Un premier élément semble reconnu par l'ensemble des historiens est le lieu de construction ainsi que le propriétaire du terrain : l'église est construite sur un terrain donné au 11e siècle à l'abbaye Saint-Victor (cf. charte n°768 entre 1005 et 1021 du cartulaire de Guérard).
Quant à la date de construction, il existe deux hypothèses. La première, soutenue par Laurensi et beaucoup d'historiens à sa suite, est que l'église existe déjà en 1052, date à laquelle des terres lui sont données (cf. charte datée de 1052 concernant la donation mentionnée par Armagier). La seconde hypothèse, qui nous semble plus raisonnable, est qu'un édifice existe effectivement déjà en 1052 mais qu'il ne s'agit pas de l'église telle qu'elle peut être observée aujourd'hui. L'édifice actuel, ainsi que l'explique J. Cru, ne peut en effet, formellement, dater de cette période. Il semble que sa construction soit plutôt à situer dans la première moitié du 13e siècle, et peut-être sur les vestiges d'un édifice plus ancien.
En 1259, une charte, mentionnée par Armagier, acte l'union de l'église Saint-Victor de Castellane au prieuré victorin de Notre-Dame-du-Plan. Peu de temps après, en 1260, a lieu le transfert de la paroisse de Saint-André de Petra Castellana, à l'église de Saint-Victor puisque à ce moment-là la majorité des habitants se trouve dans le bourg. En 1442, l'office paroissial est également transféré de Notre-Dame-du-Plan à Saint-Victor qui devient alors la seule église paroissiale de Castellane, tout en demeurant un prieuré victorin, prieuré dépendant toujours de Notre-Dame-du-Plan selon un document de 1535 (ce qui pourrait expliquer qu'il n'apparaisse pas dans les pouillés). La conventualité se maintient à Saint-Victor jusqu'au 17e siècle (d'après l'abbé Féraud) où des prêtres séculiers se substituent alors aux moines mais le titre de prieur curé demeure usité jusqu'à la Révolution.

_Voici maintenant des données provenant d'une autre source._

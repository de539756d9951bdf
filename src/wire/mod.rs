use serde::{Deserialize, Serialize};

/// ========================================
/// Model call boundary
/// ========================================

#[derive(Debug, Clone, Copy, PartialEq, Eq, Serialize, Deserialize)]
#[serde(rename_all = "lowercase")]
pub enum Role {
    User,
    Model,
}

#[derive(Debug, Clone, PartialEq, Eq, Serialize, Deserialize)]
pub struct Message {
    pub role: Role,
    pub content: String,
}

impl Message {
    pub fn user(content: impl Into<String>) -> Self {
        Self { role: Role::User, content: content.into() }
    }

    pub fn model(content: impl Into<String>) -> Self {
        Self { role: Role::Model, content: content.into() }
    }
}

/// System instruction plus the role-tagged turns sent so far.
#[derive(Debug, Clone, PartialEq, Eq, Serialize, Deserialize)]
pub struct Conversation {
    pub system: String,
    pub messages: Vec<Message>,
}

impl Conversation {
    pub fn new(system: impl Into<String>) -> Self {
        Self { system: system.into(), messages: Vec::new() }
    }

    /// Copy of this conversation with one more user turn appended.
    pub fn with_user(&self, content: &str) -> Conversation {
        let mut next = self.clone();
        next.messages.push(Message::user(content));
        next
    }
}

/// Sampling knobs. Fixed per session, never derived from settings.
#[derive(Debug, Clone, PartialEq, Serialize, Deserialize)]
#[serde(default)]
pub struct GenerationConfig {
    pub temperature: f32,
    pub top_p: f32,
    pub top_k: u32,
    pub max_output_tokens: u32,
}

impl Default for GenerationConfig {
    fn default() -> Self {
        Self {
            temperature: 0.5,
            top_p: 0.95,
            top_k: 40,
            max_output_tokens: 2048,
        }
    }
}
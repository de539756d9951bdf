use clap::ValueEnum;
use serde::{Deserialize, Serialize};

use super::city_key;

pub const MAX_ROOM_TYPES: usize = 4;
pub const ENTROPY_RANGE: (u8, u8) = (1, 10);

#[derive(ValueEnum, Debug, Clone, Copy, PartialEq, Eq, Serialize, Deserialize, Default)]
#[serde(rename_all = "SCREAMING_SNAKE_CASE")]
pub enum HousingType {
    #[default]
    Apartment,
    House,
    Penthouse,
    Studio,
    Loft,
}

#[derive(ValueEnum, Debug, Clone, Copy, PartialEq, Eq, Serialize, Deserialize, Default)]
#[serde(rename_all = "SCREAMING_SNAKE_CASE")]
pub enum InteriorStyle {
    ParisStyle,
    LondonStyle,
    RomeStyle,
    BarcelonaStyle,
    #[default]
    ModernMinimal,
    ClassicLuxury,
    IndustrialLoft,
    ScandiWarm,
}

#[derive(ValueEnum, Debug, Clone, Copy, PartialEq, Eq, Serialize, Deserialize)]
pub enum RoomType {
    Kitchen,
    Living,
    Dining,
    Bedroom,
    Bathroom,
    Laundry,
    Office,
    Hallway,
    Balcony,
}

#[derive(ValueEnum, Debug, Clone, Copy, PartialEq, Eq, Serialize, Deserialize, Default)]
#[serde(rename_all = "SCREAMING_SNAKE_CASE")]
pub enum OutputPreset {
    Basic,
    DetailPlus,
    NegativePlus,
    #[default]
    CompositeReady,
}

/// Scene parameters handed to the imaging step alongside the character.
#[derive(Debug, Clone, PartialEq, Eq, Serialize, Deserialize)]
pub struct SceneOverrides {
    pub housing_type: HousingType,
    pub interior_style: InteriorStyle,
    pub room_types: Vec<RoomType>,
    pub entropy_level: u8,
    pub output_preset: OutputPreset,
}

/// User-supplied values; `None` keeps the derived default.
#[derive(Debug, Clone, Default, PartialEq, Eq)]
pub struct OverridesPatch {
    pub housing_type: Option<HousingType>,
    pub interior_style: Option<InteriorStyle>,
    pub room_types: Option<Vec<RoomType>>,
    pub entropy_level: Option<u8>,
    pub output_preset: Option<OutputPreset>,
}

impl SceneOverrides {
    /// Defaults derived from the city: a few cities carry their own interior style.
    pub fn for_city(city: &str) -> Self {
        let interior_style = match city_key(city).as_str() {
            "paris" => InteriorStyle::ParisStyle,
            "london" => InteriorStyle::LondonStyle,
            "rome" => InteriorStyle::RomeStyle,
            "barcelona" => InteriorStyle::BarcelonaStyle,
            _ => InteriorStyle::ModernMinimal,
        };
        Self {
            housing_type: HousingType::Apartment,
            interior_style,
            room_types: vec![RoomType::Kitchen, RoomType::Living, RoomType::Bedroom, RoomType::Laundry],
            entropy_level: 5,
            output_preset: OutputPreset::CompositeReady,
        }
    }
}

/// Merge the user's patch over the city-derived defaults.
/// With `auto` set the patch is ignored.
pub fn resolve(city: &str, auto: bool, patch: &OverridesPatch) -> SceneOverrides {
    let mut out = SceneOverrides::for_city(city);
    if auto {
        return out;
    }
    if let Some(h) = patch.housing_type {
        out.housing_type = h;
    }
    if let Some(s) = patch.interior_style {
        out.interior_style = s;
    }
    if let Some(rooms) = &patch.room_types {
        out.room_types = rooms.iter().copied().take(MAX_ROOM_TYPES).collect();
    }
    if let Some(e) = patch.entropy_level {
        out.entropy_level = e.clamp(ENTROPY_RANGE.0, ENTROPY_RANGE.1);
    }
    if let Some(p) = patch.output_preset {
        out.output_preset = p;
    }
    out
}

#[cfg(test)]
mod tests {
    use super::*;

    #[test]
    fn city_style_mapping() {
        assert_eq!(SceneOverrides::for_city("Paris (파리)").interior_style, InteriorStyle::ParisStyle);
        assert_eq!(SceneOverrides::for_city("Rome (로마)").interior_style, InteriorStyle::RomeStyle);
        assert_eq!(SceneOverrides::for_city("Lima (리마)").interior_style, InteriorStyle::ModernMinimal);
        assert_eq!(SceneOverrides::for_city("").interior_style, InteriorStyle::ModernMinimal);
    }

    #[test]
    fn auto_ignores_patch() {
        let patch = OverridesPatch { housing_type: Some(HousingType::Loft), ..Default::default() };
        assert_eq!(resolve("London (런던)", true, &patch), SceneOverrides::for_city("London (런던)"));
    }

    #[test]
    fn manual_patch_overlays_defaults() {
        let patch = OverridesPatch {
            interior_style: Some(InteriorStyle::ScandiWarm),
            room_types: Some(vec![
                RoomType::Office,
                RoomType::Dining,
                RoomType::Balcony,
                RoomType::Hallway,
                RoomType::Bathroom,
            ]),
            entropy_level: Some(42),
            ..Default::default()
        };
        let o = resolve("Barcelona (바르셀로나)", false, &patch);
        assert_eq!(o.housing_type, HousingType::Apartment);
        assert_eq!(o.interior_style, InteriorStyle::ScandiWarm);
        assert_eq!(o.room_types.len(), MAX_ROOM_TYPES);
        assert_eq!(o.room_types[0], RoomType::Office);
        assert_eq!(o.entropy_level, 10);
        assert_eq!(o.output_preset, OutputPreset::CompositeReady);
    }

    #[test]
    fn serializes_upper_snake() {
        let v = serde_json::to_value(SceneOverrides::for_city("Paris (파리)")).unwrap();
        assert_eq!(v["interior_style"], "PARIS_STYLE");
        assert_eq!(v["output_preset"], "COMPOSITE_READY");
        assert_eq!(v["room_types"][0], "Kitchen");
    }
}
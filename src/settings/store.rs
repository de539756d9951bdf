use chrono::NaiveDate;
use clap::ValueEnum;

use super::{
    changed_fields, diff, resolve_city, AspectRatio, CastingMode, DiversityMode, Gender, Region,
    Season, Settings, AGE_RANGE, FAMILY_COUNT_RANGE,
};
use crate::errors::StudioError;

/// One user edit to a single settings field.
#[derive(Debug, Clone, PartialEq)]
pub enum SettingEdit {
    Region(Region),
    City(String),
    TargetDate(Option<NaiveDate>),
    Season(Season),
    Age(u8),
    Gender(Gender),
    Occupation(String),
    Ethnicity(String),
    CastingMode(CastingMode),
    FamilyCount(u8),
    DiversityMode(DiversityMode),
    AspectRatio(AspectRatio),
    FashionColor(String),
    FashionColorName(String),
    ProjectId(String),
}

fn option<T: ValueEnum>(key: &str, value: &str) -> Result<T, StudioError> {
    T::from_str(value.trim(), true).map_err(|_| {
        let allowed: Vec<String> = T::value_variants()
            .iter()
            .filter_map(|v| v.to_possible_value().map(|p| p.get_name().to_string()))
            .collect();
        StudioError::Setting(format!("{key}: '{value}' is not one of {}", allowed.join(", ")))
    })
}

/// Whole number clamped into `range`.
fn number(key: &str, value: &str, range: (u8, u8)) -> Result<u8, StudioError> {
    let n = value
        .trim()
        .parse::<i64>()
        .map_err(|_| StudioError::Setting(format!("{key}: '{value}' is not a number")))?;
    Ok(n.clamp(range.0 as i64, range.1 as i64) as u8)
}

impl SettingEdit {
    /// Parse a `key=value` edit as typed at the interactive prompt.
    pub fn parse(key: &str, value: &str) -> Result<Self, StudioError> {
        let k = key.trim().to_lowercase().replace('-', "_");
        let edit = match k.as_str() {
            "region" => SettingEdit::Region(option(&k, value)?),
            "city" => SettingEdit::City(value.trim().to_string()),
            "target_date" | "date" => {
                let v = value.trim();
                if v.is_empty() || v.eq_ignore_ascii_case("auto") {
                    SettingEdit::TargetDate(None)
                } else {
                    let d = NaiveDate::parse_from_str(v, "%Y-%m-%d").map_err(|_| {
                        StudioError::Setting(format!("{k}: '{v}' is not a YYYY-MM-DD date"))
                    })?;
                    SettingEdit::TargetDate(Some(d))
                }
            }
            "season" => SettingEdit::Season(option(&k, value)?),
            "age" => SettingEdit::Age(number(&k, value, AGE_RANGE)?),
            "gender" => SettingEdit::Gender(option(&k, value)?),
            "occupation" => SettingEdit::Occupation(value.trim().to_string()),
            "ethnicity" => SettingEdit::Ethnicity(value.trim().to_string()),
            "casting_mode" | "casting" => SettingEdit::CastingMode(option(&k, value)?),
            "family_count" => SettingEdit::FamilyCount(number(&k, value, FAMILY_COUNT_RANGE)?),
            "diversity_mode" | "diversity" => SettingEdit::DiversityMode(option(&k, value)?),
            "aspect_ratio" => SettingEdit::AspectRatio(option(&k, value)?),
            "fashion_color" => SettingEdit::FashionColor(value.trim().to_string()),
            "fashion_color_name" => SettingEdit::FashionColorName(value.trim().to_string()),
            "project_id" => SettingEdit::ProjectId(value.trim().to_string()),
            other => return Err(StudioError::Setting(format!("unknown field '{other}'"))),
        };
        Ok(edit)
    }
}

/// Current settings plus the snapshot taken before the last edit.
#[derive(Debug, Clone)]
pub struct SettingsStore {
    current: Settings,
    previous: Settings,
}

impl SettingsStore {
    pub fn new(initial: Settings) -> Self {
        let current = initial.normalized();
        Self { previous: current.clone(), current }
    }

    pub fn current(&self) -> &Settings {
        &self.current
    }

    pub fn previous(&self) -> &Settings {
        &self.previous
    }

    /// Apply one edit and report whether anything changed.
    pub fn apply(&mut self, edit: SettingEdit) -> bool {
        self.previous = self.current.clone();
        let mut next = self.current.clone();
        match edit {
            SettingEdit::Region(r) => next.region = r,
            SettingEdit::City(c) => next.city = resolve_city(next.region, &c),
            SettingEdit::TargetDate(d) => next.target_date = d,
            SettingEdit::Season(s) => next.season = s,
            SettingEdit::Age(a) => next.age = a.clamp(AGE_RANGE.0, AGE_RANGE.1),
            SettingEdit::Gender(g) => next.gender = g,
            SettingEdit::Occupation(o) => next.occupation = o,
            SettingEdit::Ethnicity(e) => next.ethnicity = e,
            SettingEdit::CastingMode(m) => next.casting_mode = m,
            SettingEdit::FamilyCount(n) => {
                next.family_count = n.clamp(FAMILY_COUNT_RANGE.0, FAMILY_COUNT_RANGE.1)
            }
            SettingEdit::DiversityMode(m) => next.diversity_mode = m,
            SettingEdit::AspectRatio(a) => next.aspect_ratio = a,
            SettingEdit::FashionColor(c) => next.fashion_color = c,
            SettingEdit::FashionColorName(n) => next.fashion_color_name = n,
            SettingEdit::ProjectId(id) => next.project_id = id,
        }
        self.current = next.normalized();
        diff(&self.previous, &self.current)
    }

    /// Surfaced fields touched by the last edit.
    pub fn highlighted(&self) -> Vec<&'static str> {
        changed_fields(&self.previous, &self.current)
    }
}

En 1259, une première église Saint-Victor est donc achevée : la construction de l'édifice primitif pourrait ainsi remonter à la première moitié du 13e siècle, datation confirmée par une analyse de l'appareil de la nef, Raymond Collier le date plus précisément du 1er tiers du 13e siècle.

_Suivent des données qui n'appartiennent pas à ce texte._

use chrono::NaiveDate;
use clap::ValueEnum;
use serde::{Deserialize, Serialize};
use std::fmt;

pub mod overrides;
pub mod store;

pub use store::{SettingEdit, SettingsStore};

/// Rendered in place of an empty optional field.
pub const AUTO: &str = "Auto";

pub const AGE_RANGE: (u8, u8) = (0, 100);
pub const FAMILY_COUNT_RANGE: (u8, u8) = (2, 10);

const EU_CITIES: &[&str] = &[
    "Paris (파리)",
    "London (런던)",
    "Rome (로마)",
    "Barcelona (바르셀로나)",
    "Berlin (베를린)",
    "Amsterdam (암스테르담)",
    "Prague (프라하)",
    "Vienna (비엔나)",
];

const LATAM_CITIES: &[&str] = &[
    "Mexico City (멕시코시티)",
    "São Paulo (상파울루)",
    "Buenos Aires (부에노스아이레스)",
    "Bogotá (보고타)",
    "Lima (리마)",
    "Santiago (산티아고)",
    "Rio de Janeiro (리우)",
];

#[derive(ValueEnum, Debug, Clone, Copy, PartialEq, Eq, Serialize, Deserialize, Default)]
pub enum Region {
    #[default]
    #[serde(rename = "EU")]
    Eu,
    #[serde(rename = "LATAM")]
    Latam,
}

impl Region {
    pub fn as_str(&self) -> &'static str {
        match self {
            Region::Eu => "EU",
            Region::Latam => "LATAM",
        }
    }

    pub fn label(&self) -> &'static str {
        match self {
            Region::Eu => "EU(유럽)",
            Region::Latam => "LATAM(라틴아메리카)",
        }
    }

    /// Cities offered for this region. The first entry is the region default.
    pub fn cities(&self) -> &'static [&'static str] {
        match self {
            Region::Eu => EU_CITIES,
            Region::Latam => LATAM_CITIES,
        }
    }

    pub fn default_city(&self) -> &'static str {
        self.cities()[0]
    }
}

#[derive(ValueEnum, Debug, Clone, Copy, PartialEq, Eq, Serialize, Deserialize, Default)]
#[serde(rename_all = "SCREAMING_SNAKE_CASE")]
pub enum Season {
    Spring,
    Summer,
    Fall,
    #[default]
    Winter,
}

impl Season {
    pub fn as_str(&self) -> &'static str {
        match self {
            Season::Spring => "SPRING",
            Season::Summer => "SUMMER",
            Season::Fall => "FALL",
            Season::Winter => "WINTER",
        }
    }
}

#[derive(ValueEnum, Debug, Clone, Copy, PartialEq, Eq, Serialize, Deserialize, Default)]
#[serde(rename_all = "SCREAMING_SNAKE_CASE")]
pub enum Gender {
    #[default]
    Auto,
    Female,
    Male,
    NonBinary,
}

impl Gender {
    pub fn as_str(&self) -> &'static str {
        match self {
            Gender::Auto => AUTO,
            Gender::Female => "Female",
            Gender::Male => "Male",
            Gender::NonBinary => "Non-binary",
        }
    }
}

#[derive(ValueEnum, Debug, Clone, Copy, PartialEq, Eq, Serialize, Deserialize, Default)]
#[serde(rename_all = "SCREAMING_SNAKE_CASE")]
pub enum CastingMode {
    #[default]
    Single,
    Multi,
}

impl CastingMode {
    pub fn as_str(&self) -> &'static str {
        match self {
            CastingMode::Single => "SINGLE",
            CastingMode::Multi => "MULTI",
        }
    }
}

#[derive(ValueEnum, Debug, Clone, Copy, PartialEq, Eq, Serialize, Deserialize, Default)]
#[serde(rename_all = "SCREAMING_SNAKE_CASE")]
pub enum DiversityMode {
    #[default]
    Auto,
    Local,
    Mixed,
}

impl DiversityMode {
    pub fn as_str(&self) -> &'static str {
        match self {
            DiversityMode::Auto => "AUTO",
            DiversityMode::Local => "LOCAL",
            DiversityMode::Mixed => "MIXED",
        }
    }
}

#[derive(ValueEnum, Debug, Clone, Copy, PartialEq, Eq, Serialize, Deserialize, Default)]
pub enum AspectRatio {
    #[value(name = "1:1")]
    #[serde(rename = "1:1")]
    Square,
    #[default]
    #[value(name = "4:5")]
    #[serde(rename = "4:5")]
    Portrait4x5,
    #[value(name = "3:4")]
    #[serde(rename = "3:4")]
    Portrait3x4,
    #[value(name = "16:9")]
    #[serde(rename = "16:9")]
    Landscape,
    #[value(name = "9:16")]
    #[serde(rename = "9:16")]
    Vertical,
}

impl AspectRatio {
    pub fn as_str(&self) -> &'static str {
        match self {
            AspectRatio::Square => "1:1",
            AspectRatio::Portrait4x5 => "4:5",
            AspectRatio::Portrait3x4 => "3:4",
            AspectRatio::Landscape => "16:9",
            AspectRatio::Vertical => "9:16",
        }
    }
}

macro_rules! display_as_str {
    ($($t:ty),*) => {
        $(impl fmt::Display for $t {
            fn fmt(&self, f: &mut fmt::Formatter<'_>) -> fmt::Result {
                f.write_str(self.as_str())
            }
        })*
    };
}

display_as_str!(Region, Season, Gender, CastingMode, DiversityMode, AspectRatio);

/// Scene/persona parameters collected from the user.
#[derive(Debug, Clone, PartialEq, Eq, Serialize, Deserialize)]
pub struct Settings {
    pub region: Region,
    pub city: String,
    pub target_date: Option<NaiveDate>,
    pub season: Season,
    pub age: u8,
    pub gender: Gender,
    pub occupation: String,
    pub ethnicity: String,
    pub casting_mode: CastingMode,
    /// Only surfaced when `casting_mode` is `Multi`.
    pub family_count: u8,
    pub diversity_mode: DiversityMode,
    pub aspect_ratio: AspectRatio,
    pub fashion_color: String,
    pub fashion_color_name: String,
    pub project_id: String,
}

impl Default for Settings {
    fn default() -> Self {
        Self {
            region: Region::Eu,
            city: Region::Eu.default_city().to_string(),
            target_date: None,
            season: Season::Winter,
            age: 35,
            gender: Gender::Auto,
            occupation: "Gallery Curator".into(),
            ethnicity: String::new(),
            casting_mode: CastingMode::Single,
            family_count: 3,
            diversity_mode: DiversityMode::Auto,
            aspect_ratio: AspectRatio::Portrait4x5,
            fashion_color: "#C19A6B".into(),
            fashion_color_name: "Camel".into(),
            project_id: String::new(),
        }
    }
}

impl Settings {
    pub fn is_multi(&self) -> bool {
        self.casting_mode == CastingMode::Multi
    }

    /// Labeled values of every surfaced field, in prompt order.
    /// The family count is omitted unless the casting mode is multi-person.
    pub fn fields(&self) -> Vec<(&'static str, String)> {
        let mut out = vec![
            ("Region", self.region.to_string()),
            ("City", self.city.clone()),
            (
                "Target Date",
                self.target_date
                    .map(|d| d.format("%Y-%m-%d").to_string())
                    .unwrap_or_else(|| AUTO.to_string()),
            ),
            ("Season", self.season.to_string()),
            ("Age", self.age.to_string()),
            ("Gender", self.gender.to_string()),
            ("Occupation", or_auto(&self.occupation)),
            ("Ethnicity", or_auto(&self.ethnicity)),
            ("Casting Mode", self.casting_mode.to_string()),
        ];
        if self.is_multi() {
            out.push(("Family Count", self.family_count.to_string()));
        }
        out.extend([
            ("Diversity Mode", self.diversity_mode.to_string()),
            ("Aspect Ratio", self.aspect_ratio.to_string()),
            ("Fashion Color", or_auto(&self.fashion_color)),
            ("Fashion Color Name", or_auto(&self.fashion_color_name)),
            ("Project ID", or_auto(&self.project_id)),
        ]);
        out
    }

    /// Copy with the city reset to the region default when it is not offered
    /// for the current region.
    pub fn normalized(&self) -> Settings {
        normalize(self, self.region.cities())
    }
}

fn or_auto(s: &str) -> String {
    let t = s.trim();
    if t.is_empty() { AUTO.to_string() } else { t.to_string() }
}

pub fn normalize(current: &Settings, region_cities: &[&str]) -> Settings {
    let mut out = current.clone();
    if !region_cities.iter().any(|c| *c == current.city) {
        if let Some(first) = region_cities.first() {
            out.city = first.to_string();
        }
    }
    out
}

pub fn diff(a: &Settings, b: &Settings) -> bool {
    a != b
}

/// Labels of surfaced fields whose rendered value differs between `a` and `b`.
pub fn changed_fields(a: &Settings, b: &Settings) -> Vec<&'static str> {
    let before = a.fields();
    let after = b.fields();
    let mut out: Vec<&'static str> = after
        .iter()
        .filter(|(label, value)| {
            before
                .iter()
                .find(|(l, _)| l == label)
                .map(|(_, v)| v != value)
                .unwrap_or(true)
        })
        .map(|(label, _)| *label)
        .collect();
    for (label, _) in &before {
        if !after.iter().any(|(l, _)| l == label) {
            out.push(*label);
        }
    }
    out
}

/// Lower-cased city name without the localized suffix, e.g. `"paris"`.
pub fn city_key(city: &str) -> String {
    city.split(" (").next().unwrap_or("").trim().to_lowercase()
}

/// Match user input against the region's catalog by full label or bare name.
/// Unmatched input is returned as typed; normalization resets it later.
pub fn resolve_city(region: Region, input: &str) -> String {
    let wanted = input.trim();
    region
        .cities()
        .iter()
        .find(|c| **c == wanted || city_key(c) == wanted.to_lowercase())
        .map(|c| c.to_string())
        .unwrap_or_else(|| wanted.to_string())
}

#[cfg(test)]
mod tests {
    use super::*;

    #[test]
    fn default_city_belongs_to_default_region() {
        let s = Settings::default();
        assert!(Region::Eu.cities().contains(&s.city.as_str()));
        assert_eq!(s.normalized(), s);
    }

    #[test]
    fn foreign_city_resets_to_region_default() {
        let s = Settings {
            region: Region::Latam,
            city: "Paris (파리)".into(),
            ..Settings::default()
        };
        let n = s.normalized();
        assert_eq!(n.city, "Mexico City (멕시코시티)");
        assert_eq!(n.region, Region::Latam);
    }

    #[test]
    fn member_city_is_kept() {
        let s = Settings { city: "Vienna (비엔나)".into(), ..Settings::default() };
        assert_eq!(normalize(&s, EU_CITIES).city, "Vienna (비엔나)");
    }

    #[test]
    fn normalize_uses_supplied_list() {
        let s = Settings::default();
        let n = normalize(&s, &["Lisbon", "Porto"]);
        assert_eq!(n.city, "Lisbon");
    }

    #[test]
    fn diff_sees_hidden_family_count() {
        let a = Settings::default();
        let b = Settings { family_count: 7, ..a.clone() };
        assert!(diff(&a, &b));
        assert!(!diff(&a, &a.clone()));
        // single casting hides the count, so nothing surfaced changed
        assert!(changed_fields(&a, &b).is_empty());
    }

    #[test]
    fn changed_fields_tracks_casting_switch() {
        let a = Settings::default();
        let b = Settings { casting_mode: CastingMode::Multi, ..a.clone() };
        let changed = changed_fields(&a, &b);
        assert!(changed.contains(&"Casting Mode"));
        assert!(changed.contains(&"Family Count"));
        assert_eq!(changed.len(), 2);
    }

    #[test]
    fn empty_optionals_render_auto() {
        let s = Settings::default();
        let fields = s.fields();
        let get = |k: &str| fields.iter().find(|(l, _)| *l == k).map(|(_, v)| v.clone());
        assert_eq!(get("Ethnicity").as_deref(), Some(AUTO));
        assert_eq!(get("Project ID").as_deref(), Some(AUTO));
        assert_eq!(get("Target Date").as_deref(), Some(AUTO));
        assert_eq!(get("Family Count"), None);
    }

    #[test]
    fn resolve_city_by_bare_name() {
        assert_eq!(resolve_city(Region::Eu, "london"), "London (런던)");
        assert_eq!(resolve_city(Region::Latam, "Bogotá"), "Bogotá (보고타)");
        assert_eq!(resolve_city(Region::Eu, "Madrid"), "Madrid");
        assert_eq!(city_key("Rio de Janeiro (리우)"), "rio de janeiro");
    }
}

Ensuite l'histoire de l'édifice se divise schématiquement en deux grands moments : au 15e siècle où est construit un premier bas-coté au nord ainsi que le clocher, puis dans le 3e quart du 18e siècle où l'édifice est à nouveau agrandi au nord par l'érection d'un second bas-côté. Cette histoire de la construction de l'église est particulièrement lisible sur le mur sud-est du chevet : on distingue nettement le premier édifice roman comprenant l'abside surmontée d'un occulus, sur la pente sud du toit une partie du larmier d'origine est encore en place. Puis un second appareil mêlant deux couleurs de calcaire, toujours assisé et régulier, initialement percé de deux baies avec arc de décharge, se superpose au premier. Enfin, un troisième appareil fait de moellons et de blocage, avec chaînage de pierres de taille, s'adjoint au nord du précédent.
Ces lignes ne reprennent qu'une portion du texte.